(Material provided begins)

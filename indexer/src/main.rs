use anyhow::Result;
use clap::{Args, Parser, Subcommand};
use kwsearch_core::{build_from_files, normalize, SearchIndex};
use tracing_subscriber::{fmt, EnvFilter};

use std::collections::BTreeMap;
use std::io::{self, BufRead, Write};
use std::path::PathBuf;

#[derive(Parser)]
#[command(name = "indexer")]
#[command(about = "Build a keyword index over a document set and run OR searches", long_about = None)]
struct Cli {
    #[command(subcommand)]
    command: Commands,
}

#[derive(Args)]
struct Sources {
    /// File listing the document files to index, one name per line
    #[arg(long)]
    docs: PathBuf,
    /// File listing the noise words to skip, one word per line
    #[arg(long)]
    noise: PathBuf,
}

#[derive(Subcommand)]
enum Commands {
    /// Print every keyword with its postings list
    Dump {
        #[command(flatten)]
        sources: Sources,
        /// Emit the index as JSON instead of plain text
        #[arg(long, default_value_t = false)]
        json: bool,
    },
    /// Search for documents containing either keyword; reads keyword pairs from stdin when none are given
    Search {
        #[command(flatten)]
        sources: Sources,
        kw1: Option<String>,
        kw2: Option<String>,
    },
}

fn main() -> Result<()> {
    fmt().with_env_filter(EnvFilter::from_default_env()).init();
    let cli = Cli::parse();

    match cli.command {
        Commands::Dump { sources, json } => {
            let index = build_from_files(&sources.docs, &sources.noise)?;
            dump(&index, json)
        }
        Commands::Search { sources, kw1, kw2 } => {
            let index = build_from_files(&sources.docs, &sources.noise)?;
            match kw1 {
                Some(kw1) => {
                    print_results(&index, &kw1, kw2.as_deref().unwrap_or(""));
                    Ok(())
                }
                None => repl(&index),
            }
        }
    }
}

fn dump(index: &SearchIndex, json: bool) -> Result<()> {
    if json {
        let sorted: BTreeMap<&str, _> = index.iter().collect();
        println!("{}", serde_json::to_string_pretty(&sorted)?);
        return Ok(());
    }
    for kw in index.sorted_keywords() {
        if let Some(postings) = index.postings(kw) {
            println!("{kw}  {postings}");
        }
    }
    Ok(())
}

/// Query keywords go through the same normalization as document tokens.
fn query_keyword(raw: &str) -> String {
    normalize(raw).unwrap_or_default()
}

fn print_results(index: &SearchIndex, raw1: &str, raw2: &str) {
    let (kw1, kw2) = (query_keyword(raw1), query_keyword(raw2));
    match index.top5_search(&kw1, &kw2) {
        Some(docs) if !docs.is_empty() => {
            for (rank, doc) in docs.iter().enumerate() {
                println!("{:>2}. {doc}", rank + 1);
            }
        }
        _ => println!("no match"),
    }
}

fn repl(index: &SearchIndex) -> Result<()> {
    let stdin = io::stdin();
    let mut out = io::stdout();
    write!(out, "keywords (kw1 kw2, or quit)> ")?;
    out.flush()?;
    for line in stdin.lock().lines() {
        let line = line?;
        let mut words = line.split_whitespace();
        match words.next() {
            Some("quit") => break,
            Some(kw1) => print_results(index, kw1, words.next().unwrap_or("")),
            None => {}
        }
        write!(out, "keywords (kw1 kw2, or quit)> ")?;
        out.flush()?;
    }
    tracing::info!("search session ended");
    Ok(())
}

(Material provided ends)

* **Required work**: Output all entries again exactly; no line may be altered.

* **Exercise response**:
filename indexer/src/main.rs
use anyhow::Result;
use clap::{Args, Parser, Subcommand};
use kwsearch_core::{build_from_files, normalize, SearchIndex};
use tracing_subscriber::{fmt, EnvFilter};

use std::collections::BTreeMap;
use std::io::{self, BufRead, Write};
use std::path::PathBuf;

#[derive(Parser)]
#[command(name = "indexer")]
#[command(about = "Build a keyword index over a document set and run OR searches", long_about = None)]
struct Cli {
    #[command(subcommand)]
    command: Commands,
}

#[derive(Args)]
struct Sources {
    /// File listing the document files to index, one name per line
    #[arg(long)]
    docs: PathBuf,
    /// File listing the noise words to skip, one word per line
    #[arg(long)]
    noise: PathBuf,
}

#[derive(Subcommand)]
enum Commands {
    /// Print every keyword with its postings list
    Dump {
        #[command(flatten)]
        sources: Sources,
        /// Emit the index as JSON instead of plain text
        #[arg(long, default_value_t = false)]
        json: bool,
    },
    /// Search for documents containing either keyword; reads keyword pairs from stdin when none are given
    Search {
        #[command(flatten)]
        sources: Sources,
        kw1: Option<String>,
        kw2: Option<String>,
    },
}

fn main() -> Result<()> {
    fmt().with_env_filter(EnvFilter::from_default_env()).init();
    let cli = Cli::parse();

    match cli.command {
        Commands::Dump { sources, json } => {
            let index = build_from_files(&sources.docs, &sources.noise)?;
            dump(&index, json)
        }
        Commands::Search { sources, kw1, kw2 } => {
            let index = build_from_files(&sources.docs, &sources.noise)?;
            match kw1 {
                Some(kw1) => {
                    print_results(&index, &kw1, kw2.as_deref().unwrap_or(""));
                    Ok(())
                }
                None => repl(&index),
            }
        }
    }
}

fn dump(index: &SearchIndex, json: bool) -> Result<()> {
    if json {
        let sorted: BTreeMap<&str, _> = index.iter().collect();
        println!("{}", serde_json::to_string_pretty(&sorted)?);
        return Ok(());
    }
    for kw in index.sorted_keywords() {
        if let Some(postings) = index.postings(kw) {
            println!("{kw}  {postings}");
        }
    }
    Ok(())
}

/// Query keywords go through the same normalization as document tokens.
fn query_keyword(raw: &str) -> String {
    normalize(raw).unwrap_or_default()
}

fn print_results(index: &SearchIndex, raw1: &str, raw2: &str) {
    let (kw1, kw2) = (query_keyword(raw1), query_keyword(raw2));
    match index.top5_search(&kw1, &kw2) {
        Some(docs) if !docs.is_empty() => {
            for (rank, doc) in docs.iter().enumerate() {
                println!("{:>2}. {doc}", rank + 1);
            }
        }
        _ => println!("no match"),
    }
}

fn repl(index: &SearchIndex) -> Result<()> {
    let stdin = io::stdin();
    let mut out = io::stdout();
    write!(out, "keywords (kw1 kw2, or quit)> ")?;
    out.flush()?;
    for line in stdin.lock().lines() {
        let line = line?;
        let mut words = line.split_whitespace();
        match words.next() {
            Some("quit") => break,
            Some(kw1) => print_results(index, kw1, words.next().unwrap_or("")),
            None => {}
        }
        write!(out, "keywords (kw1 kw2, or quit)> ")?;
        out.flush()?;
    }
    tracing::info!("search session ended");
    Ok(())
}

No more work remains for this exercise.